In theory, this legal standard prevents stone-cold killers from faking disabilities to escape justice under Georgia law. That sounds logical.
But in practice, it can put the courts and mental health professionals in unenviable positions that a King Solomon couldn’t properly adjudicate.
That’s why state lawmakers should take a look at this law — and the ongoing case of Warren Lee Hill — and consider changing it.
Hill, 52, literally got a last-minute stay of execution Feb. 19 by the 11th U.S. Circuit Court of Appeals. He was being prepared for lethal injection in Jackson when two of three federal judges said further review is needed of recent affidavits by doctors who changed their minds about Hill’s mental capacity.
There’s no doubt that Hill is a killer. In fact, he killed twice — once on the outside and again on the inside. ...
Hill’s lawyers have since argued that he is mentally disabled and shouldn’t be executed. If that’s true, then they’re right.

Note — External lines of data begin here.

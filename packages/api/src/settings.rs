//! # Application settings
//!
//! Layered with the `config` crate, lowest priority first:
//!
//! 1. built-in defaults (below),
//! 2. `secretaria.toml` in the working directory (optional),
//! 3. environment variables `SECRETARIA__<SECTION>__<KEY>`
//!    (e.g. `SECRETARIA__STORE__OWNER=escola`),
//! 4. `GITHUB_TOKEN`, if set, for `store.token`.
//!
//! ```toml
//! [store]
//! backend = "github"          # github | local | memory
//! owner = "escola"
//! repository = "sistema-escolar"
//! branch = "main"
//! timeout_secs = 30
//!
//! [documents]
//! passivos = "EMEF PA-RESSACA.docx"
//! concluintes = "CONCLUINTES- PA-RESSACA.docx"
//! users = "usuarios.json"
//! theme = "config.json"
//!
//! [cache]
//! ttl_secs = 30
//!
//! [auth]
//! bootstrap_admin = "secretaria@escola.org"
//!
//! [notify]
//! webhook_url = ""            # empty: registrations are only logged
//!
//! [server]
//! bind = "127.0.0.1:8080"
//! secure_cookies = false
//! ```
//!
//! The target repository is never guessed: [`Settings::validate`] refuses to
//! start when the GitHub backend has no owner, repository or token.

use std::time::Duration;

use config::builder::DefaultState;
use config::{Config, ConfigBuilder, ConfigError, Environment, File, FileFormat};
use serde::Deserialize;

const CONFIG_FILE: &str = "secretaria.toml";
const ENV_PREFIX: &str = "SECRETARIA";

#[derive(Debug, thiserror::Error)]
pub enum SettingsError {
    #[error("failed to load configuration: {0}")]
    Load(#[from] ConfigError),

    #[error("invalid configuration: {0}")]
    Invalid(String),
}

/// Where documents are stored.
#[derive(Debug, Clone, Copy, PartialEq, Eq, Deserialize)]
#[serde(rename_all = "lowercase")]
pub enum BackendKind {
    Github,
    Local,
    Memory,
}

#[derive(Clone, Deserialize)]
pub struct StoreSettings {
    pub backend: BackendKind,
    pub api_url: String,
    pub owner: String,
    pub repository: String,
    pub branch: String,
    pub token: String,
    pub local_root: String,
    /// HTTP timeout for the remote store. 0 disables the timeout.
    pub timeout_secs: u64,
}

impl StoreSettings {
    pub fn timeout(&self) -> Option<Duration> {
        (self.timeout_secs > 0).then(|| Duration::from_secs(self.timeout_secs))
    }
}

impl std::fmt::Debug for StoreSettings {
    fn fmt(&self, f: &mut std::fmt::Formatter<'_>) -> std::fmt::Result {
        f.debug_struct("StoreSettings")
            .field("backend", &self.backend)
            .field("api_url", &self.api_url)
            .field("owner", &self.owner)
            .field("repository", &self.repository)
            .field("branch", &self.branch)
            .field("token", &if self.token.is_empty() { "" } else { "<redacted>" })
            .field("local_root", &self.local_root)
            .field("timeout_secs", &self.timeout_secs)
            .finish()
    }
}

/// Paths of the documents inside the store.
#[derive(Debug, Clone, Deserialize)]
pub struct Documents {
    pub passivos: String,
    pub concluintes: String,
    pub users: String,
    pub theme: String,
}

#[derive(Debug, Clone, Deserialize)]
pub struct Cache {
    /// Lifetime of cached reads in seconds. 0 disables the cache.
    pub ttl_secs: u64,
}

#[derive(Debug, Clone, Deserialize)]
pub struct Auth {
    /// Login key that registers straight into an active admin account.
    /// Empty disables bootstrapping.
    pub bootstrap_admin: String,
}

#[derive(Debug, Clone, Deserialize)]
pub struct Notify {
    /// Receives a JSON `POST` for every registration. Empty logs instead.
    pub webhook_url: String,
    pub timeout_secs: u64,
}

impl Notify {
    pub fn timeout(&self) -> Option<Duration> {
        (self.timeout_secs > 0).then(|| Duration::from_secs(self.timeout_secs))
    }
}

#[derive(Debug, Clone, Deserialize)]
pub struct Server {
    pub bind: String,
    /// Mark the session cookie `Secure`; enable behind HTTPS.
    pub secure_cookies: bool,
}

#[derive(Debug, Clone, Deserialize)]
pub struct Settings {
    pub store: StoreSettings,
    pub documents: Documents,
    pub cache: Cache,
    pub auth: Auth,
    pub notify: Notify,
    pub server: Server,
}

impl Settings {
    /// Load from defaults, `secretaria.toml` and the environment, then validate.
    pub fn new() -> Result<Self, SettingsError> {
        let builder = defaults()?
            .add_source(
                File::with_name(CONFIG_FILE)
                    .format(FileFormat::Toml)
                    .required(false),
            )
            .add_source(Environment::with_prefix(ENV_PREFIX).separator("__"))
            .set_override_option("store.token", std::env::var("GITHUB_TOKEN").ok())?;
        let settings: Settings = builder.build()?.try_deserialize()?;
        settings.validate()?;
        Ok(settings)
    }

    /// Load from defaults plus a TOML string, ignoring the environment.
    pub fn from_toml(toml: &str) -> Result<Self, SettingsError> {
        let settings: Settings = defaults()?
            .add_source(File::from_str(toml, FileFormat::Toml))
            .build()?
            .try_deserialize()?;
        settings.validate()?;
        Ok(settings)
    }

    /// Fail fast on anything that would otherwise be guessed at runtime.
    pub fn validate(&self) -> Result<(), SettingsError> {
        let invalid = |msg: &str| Err(SettingsError::Invalid(msg.to_string()));

        match self.store.backend {
            BackendKind::Github => {
                if self.store.owner.trim().is_empty() || self.store.repository.trim().is_empty() {
                    return invalid("store.owner and store.repository are required for the github backend");
                }
                if self.store.token.trim().is_empty() {
                    return invalid("store.token (or GITHUB_TOKEN) is required for the github backend");
                }
                if self.store.branch.trim().is_empty() {
                    return invalid("store.branch must not be empty");
                }
            }
            BackendKind::Local => {
                if self.store.local_root.trim().is_empty() {
                    return invalid("store.local_root is required for the local backend");
                }
            }
            BackendKind::Memory => {}
        }

        let docs = &self.documents;
        for (name, path) in [
            ("documents.passivos", &docs.passivos),
            ("documents.concluintes", &docs.concluintes),
            ("documents.users", &docs.users),
            ("documents.theme", &docs.theme),
        ] {
            if path.trim().is_empty() {
                return Err(SettingsError::Invalid(format!("{name} must not be empty")));
            }
        }
        if docs.passivos == docs.concluintes {
            return invalid("documents.passivos and documents.concluintes must differ");
        }
        if self.server.bind.trim().is_empty() {
            return invalid("server.bind must not be empty");
        }
        Ok(())
    }
}

fn defaults() -> Result<ConfigBuilder<DefaultState>, ConfigError> {
    Config::builder()
        .set_default("store.backend", "github")?
        .set_default("store.api_url", "https://api.github.com")?
        .set_default("store.owner", "")?
        .set_default("store.repository", "")?
        .set_default("store.branch", "main")?
        .set_default("store.token", "")?
        .set_default("store.local_root", "./data")?
        .set_default("store.timeout_secs", 30_i64)?
        .set_default("documents.passivos", "EMEF PA-RESSACA.docx")?
        .set_default("documents.concluintes", "CONCLUINTES- PA-RESSACA.docx")?
        .set_default("documents.users", "usuarios.json")?
        .set_default("documents.theme", store::ThemeConfig::filename())?
        .set_default("cache.ttl_secs", 30_i64)?
        .set_default("auth.bootstrap_admin", "")?
        .set_default("notify.webhook_url", "")?
        .set_default("notify.timeout_secs", 10_i64)?
        .set_default("server.bind", "127.0.0.1:8080")?
        .set_default("server.secure_cookies", false)
}

#[cfg(test)]
mod tests {
    use super::*;

    #[test]
    fn test_github_backend_requires_explicit_target() {
        let err = Settings::from_toml("").unwrap_err();
        assert!(matches!(err, SettingsError::Invalid(_)));

        let err = Settings::from_toml(
            r#"
            [store]
            owner = "escola"
            repository = "sistema-escolar"
            "#,
        )
        .unwrap_err();
        assert!(err.to_string().contains("token"));
    }

    #[test]
    fn test_settings_defaults_and_overrides() {
        let settings = Settings::from_toml(
            r#"
            [store]
            owner = "escola"
            repository = "sistema-escolar"
            token = "ghp_secret"
            timeout_secs = 5

            [cache]
            ttl_secs = 0
            "#,
        )
        .unwrap();

        assert_eq!(settings.store.backend, BackendKind::Github);
        assert_eq!(settings.store.branch, "main");
        assert_eq!(settings.store.timeout(), Some(Duration::from_secs(5)));
        assert_eq!(settings.documents.passivos, "EMEF PA-RESSACA.docx");
        assert_eq!(settings.documents.concluintes, "CONCLUINTES- PA-RESSACA.docx");
        assert_eq!(settings.cache.ttl_secs, 0);
        assert!(!format!("{:?}", settings.store).contains("ghp_secret"));
    }

    #[test]
    fn test_local_backend_needs_no_remote() {
        let settings = Settings::from_toml(
            r#"
            [store]
            backend = "local"
            local_root = "/var/lib/secretaria"
            "#,
        )
        .unwrap();
        assert_eq!(settings.store.backend, BackendKind::Local);
    }

    #[test]
    fn test_category_documents_must_differ() {
        let err = Settings::from_toml(
            r#"
            [store]
            backend = "memory"
            [documents]
            passivos = "alunos.docx"
            concluintes = "alunos.docx"
            "#,
        )
        .unwrap_err();
        assert!(err.to_string().contains("must differ"));
    }
}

Georgia passed a law in 1988, two years before Hill killed the inmate, that prohibits the execution of mentally disabled death row inmates. That’s as it should be. Killing people who can’t understand the consequences of their actions doesn’t serve the cause of justice.
But is it true that Hill is disabled? What do the experts say? ...
The state has questioned the credibility of the doctors’ statements. They point out that these doctors haven’t seen him since 2000 and didn’t have significant new information in front of them during their recent review. Thus, how can they claim he’s mentally disabled now when he wasn’t disabled 13 years ago?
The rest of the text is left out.